Upbringing Spurs Passion for Environmental Justice
By Eric Breier
Melissa Reyes has always had a keen interest in the environment. It stems from her upbringing in the Imperial Valley, which relies heavily on the agricultural industry.
Reyes has multiple family members who worked in Imperial Valley’s agricultural fields, including a grandfather who developed cancer from exposure to pesticides.
But it wasn’t until Reyes enrolled at Cal State San Marcos in 2017 that she really began focusing on environmental justice.
“I didn't realize that there were so many environmental injustices happening in the Imperial Valley until I learned about it when I got to Cal State San Marcos,” said Reyes, who will graduate next month with a bachelor’s in environmental studies. “I feel like that really promoted my passion for environmental justice, because it hit home personally.”
Reyes has been working hard throughout the pandemic to pursue this passion, both as an environmental justice intern through a partnership between the Office of Inclusive Excellence and the Sustainability Department and her role as co-president of the Environmental Stewards Association.
As part of her internship, Reyes was a presenter for the This Way to Sustainability (TWTS) Conference, which was hosted by Chico State in March. Reyes’ presentation was titled “Social Justice Through Sustainability: Acknowledging students of environmentally discriminated areas through sustainable efforts on campus.” The project analyzed how some CSUSM students come from places impacted by environmental injustices such as poor air or water quality and how the university can uplift the voices of those students.
“The environmental justice internship, which is only 2 years old now, has spurred lots of really cool research projects,” said Juliana Goodlaw-Morris, CSUSM’s sustainability manager, who coordinates the program with Ariel Stevenson, assistant director of programs and initiatives for the Office of Inclusive Excellence. “But the project that Melissa worked on, connecting environmental injustices and COVID-19 data with our students, is a very timely and important project. As we seek to better serve our students and ensure they are successful toward graduation, it is opportunities such as this that continue to motivate us to further develop the environmental justice internship program and the inclusive sustainability efforts at CSUSM.”
Reyes also played a vital role in an Earth Month event held on April 6 called “BIPOC and Green: Centering CS‘U’SM in the Environmental Justice Movement,” which focused on intersectionality in the environmental justice movement.
Helping to create meaningful events through the internship has been one of the highlights of Reyes’ time at CSUSM.
“I'm able to bring awareness to an issue that I strongly believe in, and I'm doing it with the help of these two amazing women,” said Reyes, referring to Goodlaw-Morris and Stevenson.

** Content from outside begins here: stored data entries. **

// Copyright 2024-2026 Farlight Networks, LLC
//
// Licensed under the Apache License, Version 2.0 (the "License");
// you may not use this file except in compliance with the License.
// You may obtain a copy of the License at
//
//     http://www.apache.org/licenses/LICENSE-2.0
//
// Unless required by applicable law or agreed to in writing, software
// distributed under the License is distributed on an "AS IS" BASIS,
// WITHOUT WARRANTIES OR CONDITIONS OF ANY KIND, either express or implied.
// See the License for the specific language governing permissions and
// limitations under the License.

//! Transport error types.

use crate::SocketState;
use thiserror::Error;

/// Errors that can occur during transport operations.
#[derive(Debug, Error)]
pub enum TransportError {
    /// The socket was closed, locally or by the peer.
    #[error("socket closed")]
    Closed,

    /// The operation is not valid in the socket's current state.
    #[error("cannot {operation} in {state} state")]
    InvalidState {
        /// Current socket state.
        state: SocketState,
        /// Rejected operation.
        operation: &'static str,
    },

    /// I/O error.
    #[error("I/O error: {0}")]
    Io(#[from] std::io::Error),
}

impl TransportError {
    /// Returns true if the peer went away rather than an I/O failure.
    #[must_use]
    pub const fn is_closed(&self) -> bool {
        matches!(self, Self::Closed)
    }
}

#[cfg(test)]
mod tests {
    use super::*;

    #[test]
    fn error_display() {
        let err = TransportError::InvalidState {
            state: SocketState::Listening,
            operation: "send",
        };
        assert_eq!(err.to_string(), "cannot send in listening state");

        let io = TransportError::from(std::io::Error::from(std::io::ErrorKind::BrokenPipe));
        assert!(io.to_string().starts_with("I/O error"));
        assert!(!io.is_closed());
        assert!(TransportError::Closed.is_closed());
    }
}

Reyes also credits professor Gabriel Valle and lecturer Christina Simokat from the environmental studies department for their support in her education. Simokat encouraged Reyes to join student organizations, which eventually led to the creation of the Environmental Stewards Association. With multiple environmental studies student organizations on campus, it was difficult for students who are interested in the environment to attend numerous meetings and events related to each group. That led Reyes and a group of friends to create one umbrella organization that is open to all students.
“Melissa is a driven student,” Stevenson said. “As an active member of the Environmental Stewards Association and an environmental justice intern, she continually connects her studies, her passion and her lived experiences to this work.
“In the last year, I watched her navigate the pandemic, lead presentations and present at a conference – all virtually. She is an example of the very best things we love about our students – resiliency, growth and dedication.”